I had to qualify with a 12 ga, 97 Win with brass shells. 9 pellets in a 00 buck load. At 100 yards where was almost always at least one pellet in a man sized target, often 2 or 3 and they would have hurt. Home defense, 12 ga, trap load for the first shot then a #2 3 in mag and then #4 buck 3 in mag. Ever hear a pump shotgun go into battery in a dark, quite house? Makes your bowels loose!
 
Reloading the high brass can deal you some misery. Depending on the loader, it may not size the brass enough to give smooth operation in an auto or pump. You correct that with a MEC collet sizer and size the high brass stuff separately.

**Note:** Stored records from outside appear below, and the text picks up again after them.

use leptos::prelude::*;

pub fn icon(name: &str) -> AnyView {
    match name {
        "cafes" => view! {
            <svg width="20" height="20" viewBox="0 0 24 24" fill="none" stroke="currentColor" stroke-width="2" stroke-linecap="round" stroke-linejoin="round" aria-hidden="true">
                <path d="M17 8h1a4 4 0 1 1 0 8h-1"/>
                <path d="M3 8h14v9a4 4 0 0 1-4 4H7a4 4 0 0 1-4-4z"/>
                <path d="M6 2v2"/>
                <path d="M10 2v2"/>
                <path d="M14 2v2"/>
            </svg>
        }.into_any(),
        "users" => view! {
            <svg width="20" height="20" viewBox="0 0 24 24" fill="none" stroke="currentColor" stroke-width="2" stroke-linecap="round" stroke-linejoin="round" aria-hidden="true">
                <path d="M17 21v-2a4 4 0 0 0-4-4H7a4 4 0 0 0-4 4v2"/>
                <circle cx="9" cy="7" r="4"/>
                <path d="M23 21v-2a4 4 0 0 0-3-3.87"/>
                <path d="M16 3.13a4 4 0 0 1 0 7.75"/>
            </svg>
        }.into_any(),
        "plus" => view! {
            <svg width="16" height="16" viewBox="0 0 24 24" fill="none" stroke="currentColor" stroke-width="2" stroke-linecap="round" stroke-linejoin="round" aria-hidden="true">
                <path d="M12 5v14"/>
                <path d="M5 12h14"/>
            </svg>
        }.into_any(),
        "edit" => view! {
            <svg width="16" height="16" viewBox="0 0 24 24" fill="none" stroke="currentColor" stroke-width="2" stroke-linecap="round" stroke-linejoin="round" aria-hidden="true">
                <path d="M12 20h9"/>
                <path d="M16.5 3.5a2.12 2.12 0 0 1 3 3L7 19l-4 1 1-4z"/>
            </svg>
        }.into_any(),
        "delete" => view! {
            <svg width="16" height="16" viewBox="0 0 24 24" fill="none" stroke="currentColor" stroke-width="2" stroke-linecap="round" stroke-linejoin="round" aria-hidden="true">
                <path d="M3 6h18"/>
                <path d="M19 6l-1 14a2 2 0 0 1-2 2H8a2 2 0 0 1-2-2L5 6"/>
                <path d="M10 11v6"/>
                <path d="M14 11v6"/>
                <path d="M9 6V4a1 1 0 0 1 1-1h4a1 1 0 0 1 1 1v2"/>
            </svg>
        }.into_any(),
        "save" => view! {
            <svg width="16" height="16" viewBox="0 0 24 24" fill="none" stroke="currentColor" stroke-width="2" stroke-linecap="round" stroke-linejoin="round" aria-hidden="true">
                <path d="M19 21H5a2 2 0 0 1-2-2V5a2 2 0 0 1 2-2h11l5 5v11a2 2 0 0 1-2 2z"/>
                <path d="M17 21v-8H7v8"/>
                <path d="M7 3v5h8"/>
            </svg>
        }.into_any(),
        "refresh" => view! {
            <svg width="16" height="16" viewBox="0 0 24 24" fill="none" stroke="currentColor" stroke-width="2" stroke-linecap="round" stroke-linejoin="round" aria-hidden="true">
                <path d="M23 4v6h-6"/>
                <path d="M1 20v-6h6"/>
                <path d="M3.51 9a9 9 0 0 1 14.85-3.36L23 10"/>
                <path d="M1 14l4.64 4.36A9 9 0 0 0 20.49 15"/>
            </svg>
        }.into_any(),
        "upload" => view! {
            <svg width="16" height="16" viewBox="0 0 24 24" fill="none" stroke="currentColor" stroke-width="2" stroke-linecap="round" stroke-linejoin="round" aria-hidden="true">
                <path d="M21 15v4a2 2 0 0 1-2 2H5a2 2 0 0 1-2-2v-4"/>
                <polyline points="17 8 12 3 7 8"/>
                <path d="M12 3v12"/>
            </svg>
        }.into_any(),
        "x" => view! {
            <svg width="16" height="16" viewBox="0 0 24 24" fill="none" stroke="currentColor" stroke-width="2" stroke-linecap="round" stroke-linejoin="round" aria-hidden="true">
                <path d="M18 6 6 18"/>
                <path d="M6 6l12 12"/>
            </svg>
        }.into_any(),
        "chevron-left" => view! {
            <svg width="16" height="16" viewBox="0 0 24 24" fill="none" stroke="currentColor" stroke-width="2" stroke-linecap="round" stroke-linejoin="round" aria-hidden="true">
                <polyline points="15 18 9 12 15 6"/>
            </svg>
        }.into_any(),
        "chevron-right" => view! {
            <svg width="16" height="16" viewBox="0 0 24 24" fill="none" stroke="currentColor" stroke-width="2" stroke-linecap="round" stroke-linejoin="round" aria-hidden="true">
                <polyline points="9 18 15 12 9 6"/>
            </svg>
        }.into_any(),
        "chevrons-left" => view! {
            <svg width="16" height="16" viewBox="0 0 24 24" fill="none" stroke="currentColor" stroke-width="2" stroke-linecap="round" stroke-linejoin="round" aria-hidden="true">
                <polyline points="11 17 6 12 11 7"/>
                <polyline points="18 17 13 12 18 7"/>
            </svg>
        }.into_any(),
        "chevrons-right" => view! {
            <svg width="16" height="16" viewBox="0 0 24 24" fill="none" stroke="currentColor" stroke-width="2" stroke-linecap="round" stroke-linejoin="round" aria-hidden="true">
                <polyline points="13 17 18 12 13 7"/>
                <polyline points="6 17 11 12 6 7"/>
            </svg>
        }.into_any(),
        "alert" => view! {
            <svg width="16" height="16" viewBox="0 0 24 24" fill="none" stroke="currentColor" stroke-width="2" stroke-linecap="round" stroke-linejoin="round" aria-hidden="true">
                <circle cx="12" cy="12" r="10"/>
                <path d="M12 8v4"/>
                <path d="M12 16h.01"/>
            </svg>
        }.into_any(),
        _ => view! {
            <svg width="20" height="20" viewBox="0 0 24 24" fill="none" stroke="currentColor" stroke-width="2" stroke-linecap="round" stroke-linejoin="round" aria-hidden="true">
                <circle cx="12" cy="12" r="10"/>
                <path d="M12 8v4l3 3"/>
            </svg>
        }.into_any(),
    }
}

MEC Size Master is coming soon. Thanks did my homework.
 
There is a company in the Florida panhandle that makes long range shotgun ammo. One of the California guys posted about them some time back and I looked them up. They make some different long range loads. One I liked was 3 pieces of shot that sounded like they were 12 gage diameter. I wish I could remember the name of the place. Maybe some good ideas about different loads. It was the ELR dude I think. You could always use the leader wire method of long range buckshot?
I live in the Panhandle. I will have a look around. Thanks
 
#4 is better for in home self defense……
You might want to try that # 4 on some Sheetrock.
Room to room could be two 1/2” or two 3/4”.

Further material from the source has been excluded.